Veggie Chickpea Curry
Yield 4-6 servings
- 2 T coconut oil
- 1 medium onion, diced
- 1½ T curry powder
- 2 tsp. salt
- 1 yellow or orange bell pepper, chopped
- ½ lb. new potatoes, cubed
- 1 T freshly grated turmeric
- 1 T freshly grated ginger
- 1-2 cloves fresh garlic, minced
- ½ tsp freshly ground black pepper
- ¼ tsp. cayenne
- 5 oz can crushed fire roasted tomatoes
- 2 cups cooked chickpeas
- 15 oz. can coconut milk (light or regular)
- 6 handfuls raw spinach
- ¼ c. chopped salted cashews or peanuts (opt.)
- ¼ c. chopped cilantro (opt.)
- 4-5 c. cooked basmati rice (opt.)
- In a large sauté pan or dutch oven, heat the oil over medium heat and add the onions, curry powder, and half of the salt. Cook five minutes or until the onions begin to look translucent.
- Add the peppers and potatoes and the remaining salt, stirring well to coat all of the vegetables with the salt and curry spices.

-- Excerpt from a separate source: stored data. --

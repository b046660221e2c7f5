use serde::{Deserialize, Serialize};
use std::collections::BTreeMap;
use std::fmt;

/// Control names a backend is known to understand. The control set is open
/// (unknown keys are passed through to the sink unchanged); this list only
/// documents the ones described in the backend interface.
pub const KNOWN_CONTROLS: &[&str] = &[
    "s", "n", "note", "gain", "pan", "speed", "cutoff", "resonance", "delay", "delaytime",
    "delayfeedback", "room", "begin", "end", "cut", "orbit", "midichan",
];

/// How two control maps combine when applicative combinators merge values
/// produced by two patterns (e.g. `.note(...).s(...)`, `pat1 # pat2`).
#[derive(Debug, Clone, Copy, PartialEq, Eq)]
pub enum MergeOp {
    /// `<|` — on key collision, keep the left (this) value.
    Left,
    /// `|>` — on key collision, keep the right (other) value.
    Right,
    /// `|` — on key collision, the right value wins but only for shared keys;
    /// keys unique to either side always pass through. Equivalent to `Right`
    /// for scalar collisions; kept distinct for readability at call sites.
    Both,
}

/// Represents a value in a Strudel pattern
#[derive(Debug, Clone, PartialEq, Serialize, Deserialize)]
pub enum Value {
    /// Number value
    Number(f64),
    /// String value (note names, sample names, etc.)
    String(String),
    /// Boolean value
    Bool(bool),
    /// List of values
    List(Vec<Value>),
    /// Control map: named scalar controls (`s`, `n`, `note`, `gain`, ...)
    Map(BTreeMap<String, Value>),
    /// Silence/rest
    Silence,
}

impl Value {
    /// Check if this value is silence
    pub fn is_silence(&self) -> bool {
        matches!(self, Value::Silence)
    }

    /// Try to extract a number
    pub fn as_number(&self) -> Option<f64> {
        match self {
            Value::Number(n) => Some(*n),
            _ => None,
        }
    }

    /// Try to extract a string
    pub fn as_string(&self) -> Option<&str> {
        match self {
            Value::String(s) => Some(s),
            _ => None,
        }
    }

    /// Try to extract a list
    pub fn as_list(&self) -> Option<&[Value]> {
        match self {
            Value::List(list) => Some(list),
            _ => None,
        }
    }

    /// Try to extract a control map
    pub fn as_map(&self) -> Option<&BTreeMap<String, Value>> {
        match self {
            Value::Map(m) => Some(m),
            _ => None,
        }
    }

    /// Wrap a scalar as a single-key control map, e.g. `Value::Number(3.0).into_control("n")`.
    pub fn into_control(self, name: &str) -> Value {
        let mut map = BTreeMap::new();
        map.insert(name.to_string(), self);
        Value::Map(map)
    }

    /// Key-wise union merge of two values under the given collision policy.
    ///
    /// Maps merge key-wise; a scalar on either side (e.g. a `struct` binary
    /// pattern's `true`/`false`) has no keys to union, so the policy picks
    /// one side wholesale instead.
    pub fn merge(&self, other: &Value, op: MergeOp) -> Value {
        match (self, other) {
            (Value::Map(a), Value::Map(b)) => {
                let mut result = a.clone();
                for (k, v) in b {
                    match result.get(k) {
                        Some(existing) => {
                            let merged = match op {
                                MergeOp::Left => existing.clone(),
                                MergeOp::Right | MergeOp::Both => v.clone(),
                            };
                            result.insert(k.clone(), merged);
                        }
                        None => {
                            result.insert(k.clone(), v.clone());
                        }
                    }
                }
                Value::Map(result)
            }
            (Value::Map(a), other) => {
                // Scalar merged into a map: fold in under its bare display form
                // is ambiguous, so the non-map side simply wins or loses whole.
                match op {
                    MergeOp::Left => Value::Map(a.clone()),
                    MergeOp::Right | MergeOp::Both => other.clone(),
                }
            }
            (this, Value::Map(_)) => match op {
                MergeOp::Left => this.clone(),
                MergeOp::Right | MergeOp::Both => other.clone(),
            },
            (this, other) => match op {
                MergeOp::Left => this.clone(),
                MergeOp::Right | MergeOp::Both => other.clone(),
            },
        }
    }
}

impl fmt::Display for Value {
    fn fmt(&self, f: &mut fmt::Formatter<'_>) -> fmt::Result {
        match self {
            Value::Number(n) => write!(f, "{}", n),
            Value::String(s) => write!(f, "{}", s),
            Value::Bool(b) => write!(f, "{}", b),
            Value::List(items) => {
                write!(f, "[")?;
                for (i, item) in items.iter().enumerate() {
                    if i > 0 {
                        write!(f, ", ")?;
                    }
                    write!(f, "{}", item)?;
                }
                write!(f, "]")
            }
            Value::Map(m) => {
                write!(f, "{{")?;
                for (i, (k, v)) in m.iter().enumerate() {
                    if i > 0 {
                        write!(f, ", ")?;
                    }
                    write!(f, "{}: {}", k, v)?;
                }
                write!(f, "}}")
            }
            Value::Silence => write!(f, "~"),
        }
    }
}

impl From<BTreeMap<String, Value>> for Value {
    fn from(m: BTreeMap<String, Value>) -> Self {
        Value::Map(m)
    }
}

impl From<f64> for Value {
    fn from(n: f64) -> Self {
        Value::Number(n)
    }
}

impl From<i64> for Value {
    fn from(n: i64) -> Self {
        Value::Number(n as f64)
    }
}

impl From<String> for Value {
    fn from(s: String) -> Self {
        Value::String(s)
    }
}

impl From<&str> for Value {
    fn from(s: &str) -> Self {
        Value::String(s.to_string())
    }
}

impl From<bool> for Value {
    fn from(b: bool) -> Self {
        Value::Bool(b)
    }
}

impl From<Vec<Value>> for Value {
    fn from(list: Vec<Value>) -> Self {
        Value::List(list)
    }
}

- Reduce heat to medium low and cook the vegetables, covered, for 10 minutes, stirring occasionally. If they begin to stick, add a few tablespoons of water.

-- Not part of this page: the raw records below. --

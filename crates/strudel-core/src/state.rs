use crate::{TimeSpan, Value};
use serde::{Deserialize, Serialize};
use std::collections::HashMap;

/// State represents the context for querying a pattern
///
/// It contains the timespan being queried and any control parameters
/// that might affect pattern generation.
#[derive(Debug, Clone, PartialEq, Serialize, Deserialize)]
pub struct State {
    /// The timespan being queried
    pub span: TimeSpan,

    /// Control parameters (e.g., tempo, effects, etc.)
    pub controls: HashMap<String, Value>,
}

impl State {
    /// Create a new State with the given timespan
    pub fn new(span: TimeSpan) -> Self {
        State {
            span,
            controls: HashMap::new(),
        }
    }

    /// Create a new State with the given timespan and controls
    pub fn with_controls(span: TimeSpan, controls: HashMap<String, Value>) -> Self {
        State { span, controls }
    }

    /// Return a new State with a different span
    pub fn set_span(&self, span: TimeSpan) -> State {
        State {
            span,
            controls: self.controls.clone(),
        }
    }

    /// Return a new State with the span modified by a function
    pub fn with_span<F>(&self, func: F) -> State
    where
        F: FnOnce(&TimeSpan) -> TimeSpan,
    {
        self.set_span(func(&self.span))
    }

    /// Return a new State with added/updated controls
    pub fn set_controls(&self, new_controls: HashMap<String, Value>) -> State {
        let mut controls = self.controls.clone();
        for (k, v) in new_controls {
            controls.insert(k, v);
        }
        State {
            span: self.span,
            controls,
        }
    }

    /// Return a new State with a single control added
    pub fn set_control(&self, key: String, value: Value) -> State {
        let mut controls = self.controls.clone();
        controls.insert(key, value);
        State {
            span: self.span,
            controls,
        }
    }

    /// Get a control value by key
    pub fn get_control(&self, key: &str) -> Option<&Value> {
        self.controls.get(key)
    }
}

- When the potatoes are soft, add the remaining spices: turmeric, ginger, garlic, black pepper, and cayenne, along with the tomatoes and chickpeas. Stir well and bring to a simmer.
- Turn the heat to low and add the coconut milk. Stir well to combine. Cover and let sit over low heat for a few minutes. Taste the curry and add more salt if needed.

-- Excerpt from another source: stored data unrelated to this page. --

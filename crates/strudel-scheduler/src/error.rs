//! Error taxonomy for the scheduler.
//!
//! Nothing here is fatal except `ClockUnavailable`: parse errors are a
//! mini-notation concern, query errors are caught per-tick and logged, and
//! sink errors are the sink's problem to report, not the scheduler's to
//! propagate.

/// Error surfaced by a [`crate::Sink`] while handling a dispatched event.
///
/// Sink implementations return their own error type converted to a string;
/// the scheduler never inspects the cause, only logs it and continues.
#[derive(Debug, thiserror::Error)]
#[error("{0}")]
pub struct SinkError(pub String);

impl SinkError {
    pub fn new(msg: impl Into<String>) -> Self {
        SinkError(msg.into())
    }
}

/// Fatal or reportable scheduler errors.
#[derive(Debug, thiserror::Error)]
pub enum SchedulerError {
    /// The monotonic clock could not be read. Per the error taxonomy this is
    /// the only fatal case: the scheduler stops and the sink is hushed.
    #[error("monotonic clock unavailable: {0}")]
    ClockUnavailable(String),

    /// A rational-time computation overflowed or divided by zero while
    /// mapping beats to wall time. Promoted from `strudel_core::TimeError`.
    #[error("time computation failed: {0}")]
    Time(#[from] strudel_core::TimeError),
}

pub type Result<T> = std::result::Result<T, SchedulerError>;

- Serve the curry over a bed of spinach (and/or plain basmati rice). Garnish with chopped cashews or peanuts and cilantro.
In the picture here I used a premixed yellow curry powder, but any kind will do.
Once you add the coconut milk, do not let the mixture boil, or you will end up with a gloppy, sticky, inedible mess. Ew.